> _What to work on_
Give back the listing underneath, unchanged and complete.
---------- Entries supplied ----------
//! Conversational endpoint.
//!
//! Streams dispatch events as Server-Sent Events. The `context` carries
//! platform credentials to capabilities and is never shown to the model.

use std::convert::Infallible;

use axum::{
    extract::{rejection::JsonRejection, State},
    http::StatusCode,
    response::sse::{Event, KeepAlive, Sse},
    Json,
};
use futures::Stream;
use serde::Deserialize;
use tokio::sync::mpsc;
use tokio_stream::{wrappers::ReceiverStream, StreamExt};
use tracing::{error, info};

use adrelay_core::PlatformCredentials;
use adrelay_dispatch::{ChatMessage, DispatchEvent};

use crate::api::error::ApiError;
use crate::state::AppState;

#[derive(Debug, Deserialize)]
pub struct ChatRequest {
    pub messages: Vec<ChatMessage>,
    #[serde(default)]
    pub context: PlatformCredentials,
}

fn event_name(event: &DispatchEvent) -> &'static str {
    match event {
        DispatchEvent::Text { .. } => "text",
        DispatchEvent::CapabilityInvoked { .. } => "capability_invoked",
        DispatchEvent::CapabilityResult { .. } => "capability_result",
        DispatchEvent::Done { .. } => "done",
        DispatchEvent::Error { .. } => "error",
    }
}

pub async fn chat(
    State(state): State<AppState>,
    body: Result<Json<ChatRequest>, JsonRejection>,
) -> Result<Sse<impl Stream<Item = Result<Event, Infallible>>>, ApiError> {
    let Json(req) = body?;
    let router = state.router.clone().ok_or_else(|| {
        ApiError::new(
            StatusCode::SERVICE_UNAVAILABLE,
            "No language model is configured on this node",
        )
    })?;
    if req.messages.is_empty() {
        return Err(ApiError::new(StatusCode::BAD_REQUEST, "messages must not be empty"));
    }

    info!(
        messages = req.messages.len(),
        connected = ?req.context.connected(),
        "Chat turn started"
    );

    let (tx, rx) = mpsc::channel(32);
    tokio::spawn(async move {
        if let Err(e) = router.dispatch(&req.messages, &req.context, &tx).await {
            error!(error = %e, "Chat turn aborted");
        }
    });

    let stream = ReceiverStream::new(rx).map(|event| {
        let payload = serde_json::to_string(&event).unwrap_or_else(|_| "{}".to_string());
        Ok(Event::default().event(event_name(&event)).data(payload))
    });
    Ok(Sse::new(stream).keep_alive(KeepAlive::default()))
}
//! Capability listing.

use axum::{extract::State, Json};

use adrelay_dispatch::CapabilitySummary;

use crate::state::AppState;

/// Every registered capability with its trigger policy and JSON schema.
pub async fn list_capabilities(State(state): State<AppState>) -> Json<Vec<CapabilitySummary>> {
    Json(state.registry.descriptors().map(|d| d.summary()).collect())
}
----------
> _Task solution_
//! Conversational endpoint.
//!
//! Streams dispatch events as Server-Sent Events. The `context` carries
//! platform credentials to capabilities and is never shown to the model.

use std::convert::Infallible;

use axum::{
    extract::{rejection::JsonRejection, State},
    http::StatusCode,
    response::sse::{Event, KeepAlive, Sse},
    Json,
};
use futures::Stream;
use serde::Deserialize;
use tokio::sync::mpsc;
use tokio_stream::{wrappers::ReceiverStream, StreamExt};
use tracing::{error, info};

use adrelay_core::PlatformCredentials;
use adrelay_dispatch::{ChatMessage, DispatchEvent};

use crate::api::error::ApiError;
use crate::state::AppState;

#[derive(Debug, Deserialize)]
pub struct ChatRequest {
    pub messages: Vec<ChatMessage>,
    #[serde(default)]
    pub context: PlatformCredentials,
}

fn event_name(event: &DispatchEvent) -> &'static str {
    match event {
        DispatchEvent::Text { .. } => "text",
        DispatchEvent::CapabilityInvoked { .. } => "capability_invoked",
        DispatchEvent::CapabilityResult { .. } => "capability_result",
        DispatchEvent::Done { .. } => "done",
        DispatchEvent::Error { .. } => "error",
    }
}

pub async fn chat(
    State(state): State<AppState>,
    body: Result<Json<ChatRequest>, JsonRejection>,
) -> Result<Sse<impl Stream<Item = Result<Event, Infallible>>>, ApiError> {
    let Json(req) = body?;
    let router = state.router.clone().ok_or_else(|| {
        ApiError::new(
            StatusCode::SERVICE_UNAVAILABLE,
            "No language model is configured on this node",
        )
    })?;
    if req.messages.is_empty() {
        return Err(ApiError::new(StatusCode::BAD_REQUEST, "messages must not be empty"));
    }

    info!(
        messages = req.messages.len(),
        connected = ?req.context.connected(),
        "Chat turn started"
    );

    let (tx, rx) = mpsc::channel(32);
    tokio::spawn(async move {
        if let Err(e) = router.dispatch(&req.messages, &req.context, &tx).await {
            error!(error = %e, "Chat turn aborted");
        }
    });

    let stream = ReceiverStream::new(rx).map(|event| {
        let payload = serde_json::to_string(&event).unwrap_or_else(|_| "{}".to_string());
        Ok(Event::default().event(event_name(&event)).data(payload))
    });
    Ok(Sse::new(stream).keep_alive(KeepAlive::default()))
}
//! Capability listing.

use axum::{extract::State, Json};

use adrelay_dispatch::CapabilitySummary;

use crate::state::AppState;

/// Every registered capability with its trigger policy and JSON schema.
pub async fn list_capabilities(State(state): State<AppState>) -> Json<Vec<CapabilitySummary>> {
    Json(state.registry.descriptors().map(|d| d.summary()).collect())
}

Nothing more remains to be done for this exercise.